La Dama de la Nieve

En algunos pueblos del Dniéper existía la creencia de las andanzas de Sgroya, una hermosa mujer con extraños poderes. Aunque podía adoptar apariencias diferentes, solían describirla como una joven alta y llamativa. El calificativo “de la nieve” no aludía a su palidez ya que algo no común entre los eslavos, tenía la piel morena y el cabello oscuro y rizado, que realzaban la expresión de sus bellos ojos. Se debía a otras cualidades: aparecía en las frías rutas de caminantes y jinetes para ofrecerles sus amores. Esa casi siempre irresistible invitación, de ser aceptada, resultaba fatal para el incauto, que seguramente terminaba muerto o mutilado.

Según la leyenda, para alcanzar sus propósitos Sgroya se valía de todos los recursos de seducción que una mujer puede tener. Al principio, era sensual y dulce, y capaz de proporcionar infinitos placeres eróticos. Una vez despertado el irrefrenable deseo de sus víctimas y privadas estas de su voluntad, ella se volvía gélida, paralizándoles el corazón. Eventualmente, su cuerpo helado y convertido en filosa arma, mutilaba a su amante sin piedad. En ocasiones, no provocaba daño físico alguno sino que se limitaba a enamorar perdidamente y luego abandonar al infeliz hombre, para hacerlo enloquecer.

Algunos la suponen una deidad femenina dedicada a castigar la conducta de los hombres infieles, otros ven en ella el espíritu de alguna mujer ofendida por el mal proceder de su compañero.


4 respuestas a La Dama de la Nieve

  • Su método letal debía ser efectivo. ¿Cómo resistirse a su belleza, a su seducción?

  • dulce castigo en última instancia… siempre se dice ese refrán de que “mejor haber perdido en el amor que nunca haber amado”… en fin, saludos..

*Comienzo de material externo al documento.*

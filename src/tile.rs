//! The seam between the engine and the hexagonal index library.
//!
//! Everything the engine needs from the index is exposed here: ring-1
//! adjacency, cell centroids, polygon fill, parent aggregation, and the
//! deterministic enumeration of a whole resolution. The rest of the crate
//! never touches `h3o` types directly.

use std::fmt;
use std::str::FromStr;

use h3o::geom::{PolyfillConfig, ToCells};
use h3o::{CellIndex, LatLng, Resolution};
use rustc_hash::FxHashSet;
use serde::{Deserialize, Deserializer, Serialize, Serializer};

use crate::error::{EngineError, Result};
use crate::spatial::Coord;

/// Total cell counts per resolution, used for capacity hints when walking a
/// whole resolution.
const RESOLUTION_SIZES: [u64; 16] = [
    122,
    842,
    5_882,
    41_162,
    288_122,
    2_016_842,
    14_117_882,
    98_825_162,
    691_776_122,
    4_842_432_842,
    33_897_029_882,
    237_279_209_162,
    1_660_954_464_122,
    11_626_681_248_842,
    81_386_768_741_882,
    569_707_381_193_162,
];

/// Parse and validate a resolution supplied on the command line.
pub fn resolution(value: u8) -> Result<Resolution> {
    Resolution::try_from(value).map_err(|_| EngineError::InvalidResolution(value))
}

/// Number of cells at a resolution.
pub fn cell_count(resolution: Resolution) -> u64 {
    RESOLUTION_SIZES[u8::from(resolution) as usize]
}

/// A cell of the global hexagonal index at a fixed resolution.
///
/// Ordered by the underlying 64-bit index; for cells of a single resolution
/// this coincides with the lexicographic order of the canonical string form,
/// so sorted iteration over tile-keyed `BTreeMap`s is the lexicographic
/// tiebreak the engine documents. Serialized as the canonical string in
/// every JSON artifact.
#[derive(Clone, Copy, PartialEq, Eq, PartialOrd, Ord, Hash)]
pub struct Tile(CellIndex);

impl Tile {
    /// Cell containing a coordinate at the given resolution.
    pub fn from_coord(coord: &Coord, resolution: Resolution) -> Result<Self> {
        let location = LatLng::new(coord.lat, coord.lon)
            .map_err(|err| EngineError::InvalidCoordinate(err.to_string()))?;
        Ok(Self(location.to_cell(resolution)))
    }

    pub fn resolution(&self) -> Resolution {
        self.0.resolution()
    }

    /// Centroid of the cell in degrees.
    pub fn centroid(&self) -> Coord {
        let location = LatLng::from(self.0);
        Coord::new(location.lat(), location.lng())
    }

    /// All cells within graph distance `k`, including this one.
    pub fn ring(&self, k: u32) -> Vec<Tile> {
        self.0.grid_disk::<Vec<_>>(k).into_iter().map(Tile).collect()
    }

    /// The 6 (or 5, at pentagons) adjacent cells.
    pub fn neighbors(&self) -> Vec<Tile> {
        self.ring(1).into_iter().filter(|t| t != self).collect()
    }

    /// Containing cell at a coarser resolution.
    pub fn parent(&self, resolution: Resolution) -> Option<Tile> {
        self.0.parent(resolution).map(Tile)
    }
}

impl fmt::Display for Tile {
    fn fmt(&self, f: &mut fmt::Formatter<'_>) -> fmt::Result {
        write!(f, "{}", self.0)
    }
}

impl fmt::Debug for Tile {
    fn fmt(&self, f: &mut fmt::Formatter<'_>) -> fmt::Result {
        fmt::Display::fmt(self, f)
    }
}

impl FromStr for Tile {
    type Err = EngineError;

    fn from_str(s: &str) -> Result<Self> {
        CellIndex::from_str(s)
            .map(Tile)
            .map_err(|_| EngineError::InvalidTile(s.to_string()))
    }
}

impl Serialize for Tile {
    fn serialize<S: Serializer>(&self, serializer: S) -> std::result::Result<S::Ok, S::Error> {
        serializer.collect_str(self)
    }
}

impl<'de> Deserialize<'de> for Tile {
    fn deserialize<D: Deserializer<'de>>(deserializer: D) -> std::result::Result<Self, D::Error> {
        let raw = String::deserialize(deserializer)?;
        raw.parse().map_err(serde::de::Error::custom)
    }
}

/// Fill a polygon with the cells whose centroid it contains.
pub fn polyfill(polygon: &geo::Polygon<f64>, resolution: Resolution) -> Result<Vec<Tile>> {
    let shape = h3o::geom::Polygon::from_degrees(polygon.clone())
        .map_err(|err| EngineError::UnsupportedGeometry(err.to_string()))?;
    Ok(shape
        .to_cells(PolyfillConfig::new(resolution))
        .map(Tile)
        .collect())
}

/// Tiles of the set that touch at least one tile outside the set.
pub fn border_tiles(tiles: &[Tile]) -> Vec<Tile> {
    let members: FxHashSet<Tile> = tiles.iter().copied().collect();
    tiles
        .iter()
        .copied()
        .filter(|tile| tile.neighbors().iter().any(|n| !members.contains(n)))
        .collect()
}

/// Arithmetic mean of the member tiles' centroids.
pub fn mean_centroid(tiles: &[Tile]) -> Coord {
    let mut lat = 0.0;
    let mut lon = 0.0;
    for tile in tiles {
        let centroid = tile.centroid();
        lat += centroid.lat;
        lon += centroid.lon;
    }
    let count = tiles.len() as f64;
    Coord::new(lat / count, lon / count)
}

/// Every cell of a resolution, discovered by flooding outward from the cell
/// containing (0°, 0°). The walk order is fully determined by the index
/// library's disk ordering, so two runs enumerate identically.
pub fn enumerate(resolution: Resolution) -> Vec<Tile> {
    let size = cell_count(resolution) as usize;
    let start = Tile(
        LatLng::new(0.0, 0.0)
            .expect("origin is a valid coordinate")
            .to_cell(resolution),
    );

    let mut seen = FxHashSet::with_capacity_and_hasher(size, Default::default());
    seen.insert(start);
    let mut stack = vec![start];
    let mut tiles = Vec::with_capacity(size);

    while let Some(tile) = stack.pop() {
        tiles.push(tile);
        for neighbor in tile.neighbors() {
            if seen.insert(neighbor) {
                stack.push(neighbor);
            }
        }
    }
    tiles
}
//! Protocol core of Network Time Security key establishment (RFC 8915).
//!
//! This crate encodes and decodes key exchange records, runs the client side
//! of the exchange over an established [`SecureChannel`], and derives the
//! session keys. Setting up the TLS connection is left to the caller.

#![forbid(unsafe_code)]

mod channel;
mod decoder;
mod error;
mod identifiers;
mod keys;
mod message;
mod record;
mod session;

pub use channel::{KeyingMaterialExporter, SecureChannel};
pub use decoder::{read_negotiated_data, DecodeState, NegotiatedData, ResponseDecoder};
pub use error::KeyExchangeError;
pub use identifiers::{
    AeadAlgorithm, ErrorCode, NextProtocol, WarningCode, DEFAULT_KE_PORT, DEFAULT_NTP_PORT,
    NTS_KE_ALPN,
};
pub use keys::{export_session_keys, SessionKey, EXPORTER_LABEL};
pub use message::ExchangeMessage;
pub use record::{Record, RecordHeader};
pub use session::{ensure_negotiated, exchange};
//! The small part of a TLS connection that the key exchange relies on.
//!
//! Keeping this narrow allows the exchange to be driven over an in-memory
//! channel in tests.

use tokio::io::{AsyncRead, AsyncWrite};

pub trait KeyingMaterialExporter {
    type Error: std::error::Error + Send + Sync + 'static;

    /// Fills `output` with keying material for the given label and context
    /// (RFC 5705).
    fn export_keying_material(
        &self,
        output: &mut [u8],
        label: &[u8],
        context: &[u8],
    ) -> Result<(), Self::Error>;
}

/// An established secure connection to the key exchange peer.
pub trait SecureChannel: AsyncRead + AsyncWrite + Unpin + KeyingMaterialExporter {
    /// The protocol agreed on through ALPN, if any.
    fn negotiated_protocol(&self) -> Option<&[u8]>;
}

impl<Data> KeyingMaterialExporter for rustls::ConnectionCommon<Data> {
    type Error = rustls::Error;

    fn export_keying_material(
        &self,
        output: &mut [u8],
        label: &[u8],
        context: &[u8],
    ) -> Result<(), rustls::Error> {
        rustls::ConnectionCommon::export_keying_material(self, output, label, Some(context))?;
        Ok(())
    }
}

impl<IO> KeyingMaterialExporter for tokio_rustls::client::TlsStream<IO> {
    type Error = rustls::Error;

    fn export_keying_material(
        &self,
        output: &mut [u8],
        label: &[u8],
        context: &[u8],
    ) -> Result<(), rustls::Error> {
        let (_, connection) = self.get_ref();
        KeyingMaterialExporter::export_keying_material(&**connection, output, label, context)
    }
}

impl<IO> KeyingMaterialExporter for tokio_rustls::server::TlsStream<IO> {
    type Error = rustls::Error;

    fn export_keying_material(
        &self,
        output: &mut [u8],
        label: &[u8],
        context: &[u8],
    ) -> Result<(), rustls::Error> {
        let (_, connection) = self.get_ref();
        KeyingMaterialExporter::export_keying_material(&**connection, output, label, context)
    }
}

impl<IO: AsyncRead + AsyncWrite + Unpin> SecureChannel for tokio_rustls::client::TlsStream<IO> {
    fn negotiated_protocol(&self) -> Option<&[u8]> {
        self.get_ref().1.alpn_protocol()
    }
}

impl<IO: AsyncRead + AsyncWrite + Unpin> SecureChannel for tokio_rustls::server::TlsStream<IO> {
    fn negotiated_protocol(&self) -> Option<&[u8]> {
        self.get_ref().1.alpn_protocol()
    }
}
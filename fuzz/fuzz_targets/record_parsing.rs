#![no_main]
use std::{
    future::Future,
    pin::pin,
    task::{Context, Poll, Waker},
};

use libfuzzer_sys::fuzz_target;
use nts_ke_proto::Record;

fn parse(data: &[u8]) -> Option<Record> {
    // reading from a slice never suspends
    let Poll::Ready(result) =
        pin!(Record::read(data)).poll(&mut Context::from_waker(Waker::noop()))
    else {
        panic!("Future stalled unexpectedly");
    };

    result.ok()
}

fuzz_target!(|data: &[u8]| {
    if let Some(record) = parse(data) {
        let mut buf = vec![];
        record.serialize(&mut buf).unwrap();
        assert_eq!(parse(&buf), Some(record));
    }
});
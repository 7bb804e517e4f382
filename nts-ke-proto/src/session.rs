use tokio::io::AsyncWriteExt;
use tracing::debug;

use crate::channel::SecureChannel;
use crate::decoder::{read_negotiated_data, NegotiatedData};
use crate::error::KeyExchangeError;
use crate::identifiers::NTS_KE_ALPN;
use crate::keys::export_session_keys;
use crate::message::ExchangeMessage;

/// Checks that the peer agreed to speak `ntske/1`.
pub fn ensure_negotiated(channel: &impl SecureChannel) -> Result<(), KeyExchangeError> {
    let protocol = channel.negotiated_protocol();
    if protocol == Some(NTS_KE_ALPN) {
        Ok(())
    } else {
        debug!(
            protocol = protocol.map(String::from_utf8_lossy).as_deref(),
            "peer did not negotiate ntske/1"
        );
        Err(KeyExchangeError::ProtocolNotNegotiated)
    }
}

/// Runs the client side of a key exchange over an established channel.
///
/// `data` should be seeded with the address of the peer. On success it holds
/// the negotiated parameters, the cookies and both session keys. On failure
/// its contents must not be used.
pub async fn exchange<C: SecureChannel>(
    channel: &mut C,
    data: &mut NegotiatedData,
) -> Result<(), KeyExchangeError> {
    ensure_negotiated(&*channel)?;

    let request = ExchangeMessage::client_request().pack()?;
    channel.write_all(&request).await?;
    channel.flush().await?;
    debug!(bytes = request.len(), "sent key exchange request");

    read_negotiated_data(&mut *channel, data).await?;
    debug!(cookies = data.cookies.len(), "received key exchange response");

    export_session_keys(&*channel, data)
}
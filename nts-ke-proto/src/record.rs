use tokio::io::{AsyncRead, AsyncReadExt};

use crate::error::KeyExchangeError;
use crate::identifiers::{AeadAlgorithm, ErrorCode, NextProtocol, WarningCode};

const CRITICAL_BIT: u16 = 0x8000;

pub(crate) mod record_type {
    pub const END_OF_MESSAGE: u16 = 0;
    pub const NEXT_PROTOCOL: u16 = 1;
    pub const ERROR: u16 = 2;
    pub const WARNING: u16 = 3;
    pub const AEAD_ALGORITHM: u16 = 4;
    pub const NEW_COOKIE: u16 = 5;
    pub const SERVER: u16 = 6;
    pub const PORT: u16 = 7;
}

/// The four bytes in front of every record: the record type with the critical
/// bit in its top position, followed by the length of the body.
#[derive(Debug, Clone, Copy, PartialEq, Eq)]
pub struct RecordHeader {
    pub record_type: u16,
    pub critical: bool,
    pub body_length: u16,
}

impl RecordHeader {
    pub const SIZE: usize = 4;

    pub fn to_bytes(self) -> [u8; Self::SIZE] {
        let mut record_type = self.record_type & !CRITICAL_BIT;
        if self.critical {
            record_type |= CRITICAL_BIT;
        }

        let [t0, t1] = record_type.to_be_bytes();
        let [l0, l1] = self.body_length.to_be_bytes();
        [t0, t1, l0, l1]
    }

    pub fn from_bytes(bytes: [u8; Self::SIZE]) -> Self {
        let raw_type = u16::from_be_bytes([bytes[0], bytes[1]]);

        Self {
            record_type: raw_type & !CRITICAL_BIT,
            critical: raw_type & CRITICAL_BIT != 0,
            body_length: u16::from_be_bytes([bytes[2], bytes[3]]),
        }
    }

    pub async fn read(mut reader: impl AsyncRead + Unpin) -> Result<Self, KeyExchangeError> {
        let mut bytes = [0; Self::SIZE];
        reader
            .read_exact(&mut bytes)
            .await
            .map_err(KeyExchangeError::from_read)?;

        Ok(Self::from_bytes(bytes))
    }

    pub(crate) fn malformed(&self) -> KeyExchangeError {
        KeyExchangeError::MalformedRecord {
            record_type: self.record_type,
            body_length: self.body_length,
        }
    }
}

#[derive(Debug, Clone, PartialEq, Eq, Hash)]
pub enum Record {
    EndOfMessage,
    NextProtocol {
        protocol_id: NextProtocol,
    },
    Error {
        errorcode: ErrorCode,
    },
    Warning {
        warningcode: WarningCode,
    },
    AeadAlgorithm {
        algorithm_ids: Vec<AeadAlgorithm>,
    },
    NewCookie {
        cookie_data: Vec<u8>,
    },
    Server {
        critical: bool,
        address: Vec<u8>,
    },
    Port {
        critical: bool,
        port: u16,
    },
    Unknown {
        record_type: u16,
        critical: bool,
        data: Vec<u8>,
    },
}

impl Record {
    pub fn record_type(&self) -> u16 {
        use record_type::*;

        match self {
            Record::EndOfMessage => END_OF_MESSAGE,
            Record::NextProtocol { .. } => NEXT_PROTOCOL,
            Record::Error { .. } => ERROR,
            Record::Warning { .. } => WARNING,
            Record::AeadAlgorithm { .. } => AEAD_ALGORITHM,
            Record::NewCookie { .. } => NEW_COOKIE,
            Record::Server { .. } => SERVER,
            Record::Port { .. } => PORT,
            Record::Unknown { record_type, .. } => record_type & !CRITICAL_BIT,
        }
    }

    pub fn is_critical(&self) -> bool {
        match self {
            Record::EndOfMessage
            | Record::NextProtocol { .. }
            | Record::Error { .. }
            | Record::Warning { .. }
            | Record::AeadAlgorithm { .. } => true,
            // an implementation that does not know cookies can safely skip them
            Record::NewCookie { .. } => false,
            Record::Server { critical, .. }
            | Record::Port { critical, .. }
            | Record::Unknown { critical, .. } => *critical,
        }
    }

    fn write_payload(&self, payload: &mut Vec<u8>) {
        match self {
            Record::EndOfMessage => {}
            Record::NextProtocol { protocol_id } => {
                payload.extend_from_slice(&u16::from(*protocol_id).to_be_bytes())
            }
            Record::Error { errorcode } => {
                payload.extend_from_slice(&u16::from(*errorcode).to_be_bytes())
            }
            Record::Warning { warningcode } => {
                payload.extend_from_slice(&u16::from(*warningcode).to_be_bytes())
            }
            Record::AeadAlgorithm { algorithm_ids } => {
                for &id in algorithm_ids {
                    payload.extend_from_slice(&u16::from(id).to_be_bytes());
                }
            }
            Record::NewCookie { cookie_data } => payload.extend_from_slice(cookie_data),
            Record::Server { address, .. } => payload.extend_from_slice(address),
            Record::Port { port, .. } => payload.extend_from_slice(&port.to_be_bytes()),
            Record::Unknown { data, .. } => payload.extend_from_slice(data),
        }
    }

    /// Appends the wire form of this record to `buf`. Nothing is appended
    /// when the payload does not fit in a record.
    pub fn serialize(&self, buf: &mut Vec<u8>) -> Result<(), KeyExchangeError> {
        let mut payload = Vec::new();
        self.write_payload(&mut payload);

        let body_length = u16::try_from(payload.len())
            .map_err(|_| KeyExchangeError::RecordTooLong(payload.len()))?;

        let header = RecordHeader {
            record_type: self.record_type(),
            critical: self.is_critical(),
            body_length,
        };

        buf.extend_from_slice(&header.to_bytes());
        buf.extend_from_slice(&payload);

        Ok(())
    }

    pub async fn read(mut reader: impl AsyncRead + Unpin) -> Result<Self, KeyExchangeError> {
        let header = RecordHeader::read(&mut reader).await?;
        Self::read_body(header, reader).await
    }

    /// Reads exactly `header.body_length` bytes and interprets them according
    /// to the record type in `header`.
    pub async fn read_body(
        header: RecordHeader,
        mut reader: impl AsyncRead + Unpin,
    ) -> Result<Self, KeyExchangeError> {
        let mut body = vec![0; header.body_length.into()];
        reader
            .read_exact(&mut body)
            .await
            .map_err(KeyExchangeError::from_read)?;

        Self::from_body(header, body)
    }

    fn from_body(header: RecordHeader, body: Vec<u8>) -> Result<Self, KeyExchangeError> {
        use record_type::*;

        let record = match header.record_type {
            END_OF_MESSAGE => Record::EndOfMessage,
            NEXT_PROTOCOL => Record::NextProtocol {
                protocol_id: single_u16(&header, &body)?.into(),
            },
            ERROR => Record::Error {
                errorcode: single_u16(&header, &body)?.into(),
            },
            WARNING => Record::Warning {
                warningcode: single_u16(&header, &body)?.into(),
            },
            AEAD_ALGORITHM => {
                let chunks = body.chunks_exact(2);
                if !chunks.remainder().is_empty() {
                    return Err(header.malformed());
                }

                Record::AeadAlgorithm {
                    algorithm_ids: chunks
                        .map(|chunk| u16::from_be_bytes([chunk[0], chunk[1]]).into())
                        .collect(),
                }
            }
            NEW_COOKIE => Record::NewCookie { cookie_data: body },
            SERVER => Record::Server {
                critical: header.critical,
                address: body,
            },
            PORT => Record::Port {
                critical: header.critical,
                port: single_u16(&header, &body)?,
            },
            record_type => Record::Unknown {
                record_type,
                critical: header.critical,
                data: body,
            },
        };

        Ok(record)
    }
}

fn single_u16(header: &RecordHeader, body: &[u8]) -> Result<u16, KeyExchangeError> {
    match *body {
        [high, low] => Ok(u16::from_be_bytes([high, low])),
        _ => Err(header.malformed()),
    }
}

  • es una visión patriarcal ancestral que muestra los temores hacia los inherentes “poderes femeninos” (la seducción, la capacidad multiorgásmica, la maternidad, etc), ante los cuales los hombres caen subyugados sin casi poder ofrecer resistencia alguna al no comprender bien su naturaleza.

    saludos.

  • Da un poco de miedito, eso sí. no me gustaría cruzarla
    Aunque me gusta cómo termina la historia, más de un infiel o de mal proceder la pensará dos veces… aunque algunos lo arriesgan todo hasta quedar mutilados.